→ **WHAT YOU SHOULD DO**: For every line in the records that has the word "body", make a copy.

→ **DATA FOR THE TASK**:
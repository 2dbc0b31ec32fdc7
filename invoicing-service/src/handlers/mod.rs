//! HTTP handlers for invoicing-service.

pub mod context;
pub mod health;
pub mod internal;
pub mod invoices;
pub mod reminders;

pub use health::{health_check, metrics_endpoint, readiness_check};
mod common;

use common::{date, TestApp};
use reqwest::{Method, StatusCode};
use serde_json::{json, Value};

async fn set_status(app: &TestApp, invoice_id: &str, status: &str) -> reqwest::Response {
    app.request(Method::PATCH, &format!("/invoices/{}/status", invoice_id))
        .json(&json!({ "status": status }))
        .send()
        .await
        .expect("Failed to execute request.")
}

#[tokio::test]
async fn permissive_policy_allows_leaving_paid() {
    let app = TestApp::spawn().await;
    let customer = app.seed_customer(None).await;
    let created = app
        .create_invoice(customer.customer_id, date(2025, 4, 30))
        .await;
    let invoice_id = created["invoice_id"].as_str().unwrap();

    let paid: Value = set_status(&app, invoice_id, "paid").await.json().await.unwrap();
    assert_eq!(paid["status"], "paid");
    assert_eq!(paid["payment_date"], "2025-04-01T08:00:00Z");

    let response = set_status(&app, invoice_id, "open").await;
    assert_eq!(response.status(), StatusCode::OK);
    let reopened: Value = response.json().await.unwrap();
    assert_eq!(reopened["status"], "open");
    // The payment date survives leaving paid
    assert_eq!(reopened["payment_date"], "2025-04-01T08:00:00Z");
}

#[tokio::test]
async fn strict_policy_rejects_leaving_terminal_states() {
    let app = TestApp::spawn_strict().await;
    let customer = app.seed_customer(None).await;
    let created = app
        .create_invoice(customer.customer_id, date(2025, 4, 30))
        .await;
    let invoice_id = created["invoice_id"].as_str().unwrap();

    assert_eq!(
        set_status(&app, invoice_id, "open").await.status(),
        StatusCode::OK
    );
    assert_eq!(
        set_status(&app, invoice_id, "void").await.status(),
        StatusCode::OK
    );

    let response = set_status(&app, invoice_id, "open").await;
    assert_eq!(response.status(), StatusCode::CONFLICT);

    let body: Value = app
        .request(Method::GET, &format!("/invoices/{}", invoice_id))
        .send()
        .await
        .unwrap()
        .json()
        .await
        .unwrap();
    assert_eq!(body["status"], "void");
}

#[tokio::test]
async fn unknown_status_is_rejected() {
    let app = TestApp::spawn().await;
    let customer = app.seed_customer(None).await;
    let created = app
        .create_invoice(customer.customer_id, date(2025, 4, 30))
        .await;
    let invoice_id = created["invoice_id"].as_str().unwrap();

    // Overdue is derived, never set
    let response = set_status(&app, invoice_id, "overdue").await;
    assert!(response.status().is_client_error());
}
use crate::models::{
    CreateInvoice, DisplayStatus, Invoice, InvoiceStatus, LineItem, PaymentTerms, RequestContext,
};
use crate::services::InvoiceView;
use crate::startup::AppState;
use axum::{
    extract::{Path, State},
    http::StatusCode,
    Json,
};
use chrono::NaiveDate;
use rust_decimal::Decimal;
use serde::{Deserialize, Serialize};
use service_core::error::AppError;
use uuid::Uuid;
use validator::Validate;

#[derive(Debug, Deserialize, Validate)]
pub struct CreateInvoiceRequest {
    pub customer_id: Uuid,
    #[validate(length(min = 1, message = "At least one line item is required"))]
    pub line_items: Vec<LineItem>,
    pub tax_rate: Option<Decimal>,
    pub issue_date: Option<NaiveDate>,
    pub due_date: Option<NaiveDate>,
    #[serde(default)]
    pub payment_terms: PaymentTerms,
    #[validate(length(max = 2000, message = "Notes must be at most 2000 characters"))]
    pub notes: Option<String>,
}

#[derive(Debug, Deserialize, Validate)]
pub struct ReplaceLineItemsRequest {
    #[validate(length(min = 1, message = "At least one line item is required"))]
    pub line_items: Vec<LineItem>,
    pub tax_rate: Option<Decimal>,
}

#[derive(Debug, Deserialize)]
pub struct UpdateStatusRequest {
    pub status: InvoiceStatus,
}

/// Invoice as returned to clients: stored fields plus the derived status.
#[derive(Debug, Serialize)]
pub struct InvoiceResponse {
    #[serde(flatten)]
    pub invoice: Invoice,
    pub display_status: DisplayStatus,
}

impl From<InvoiceView> for InvoiceResponse {
    fn from(view: InvoiceView) -> Self {
        Self {
            invoice: view.invoice,
            display_status: view.display_status,
        }
    }
}

/// Wrap a freshly written invoice with today's display status.
pub(crate) fn invoice_response(state: &AppState, invoice: Invoice) -> InvoiceResponse {
    let display_status = invoice.display_status(state.clock.today());
    InvoiceResponse {
        invoice,
        display_status,
    }
}

#[tracing::instrument(skip(state, request), fields(organization_id = %ctx.organization_id))]
pub async fn create_invoice(
    State(state): State<AppState>,
    ctx: RequestContext,
    Json(request): Json<CreateInvoiceRequest>,
) -> Result<(StatusCode, Json<InvoiceResponse>), AppError> {
    request.validate()?;

    let invoice = state
        .invoices
        .create_invoice(
            &ctx,
            CreateInvoice {
                customer_id: request.customer_id,
                line_items: request.line_items,
                tax_rate: request.tax_rate,
                issue_date: request.issue_date,
                due_date: request.due_date,
                payment_terms: request.payment_terms,
                notes: request.notes,
            },
        )
        .await?;

    Ok((StatusCode::CREATED, Json(invoice_response(&state, invoice))))
}

#[tracing::instrument(skip(state), fields(organization_id = %ctx.organization_id))]
pub async fn get_invoice(
    State(state): State<AppState>,
    ctx: RequestContext,
    Path(invoice_id): Path<Uuid>,
) -> Result<Json<InvoiceResponse>, AppError> {
    let view = state.invoices.get_invoice(&ctx, invoice_id).await?;
    Ok(Json(view.into()))
}

#[tracing::instrument(skip(state, request), fields(organization_id = %ctx.organization_id))]
pub async fn replace_line_items(
    State(state): State<AppState>,
    ctx: RequestContext,
    Path(invoice_id): Path<Uuid>,
    Json(request): Json<ReplaceLineItemsRequest>,
) -> Result<Json<InvoiceResponse>, AppError> {
    request.validate()?;

    let invoice = state
        .invoices
        .replace_line_items(&ctx, invoice_id, request.line_items, request.tax_rate)
        .await?;

    Ok(Json(invoice_response(&state, invoice)))
}

#[tracing::instrument(skip(state, request), fields(organization_id = %ctx.organization_id))]
pub async fn update_status(
    State(state): State<AppState>,
    ctx: RequestContext,
    Path(invoice_id): Path<Uuid>,
    Json(request): Json<UpdateStatusRequest>,
) -> Result<Json<InvoiceResponse>, AppError> {
    let invoice = state
        .invoices
        .update_status(&ctx, invoice_id, request.status)
        .await?;

    Ok(Json(invoice_response(&state, invoice)))
}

→ **COMPLETED EXERCISE**:
    let body: Value = app
    assert_eq!(body["status"], "void");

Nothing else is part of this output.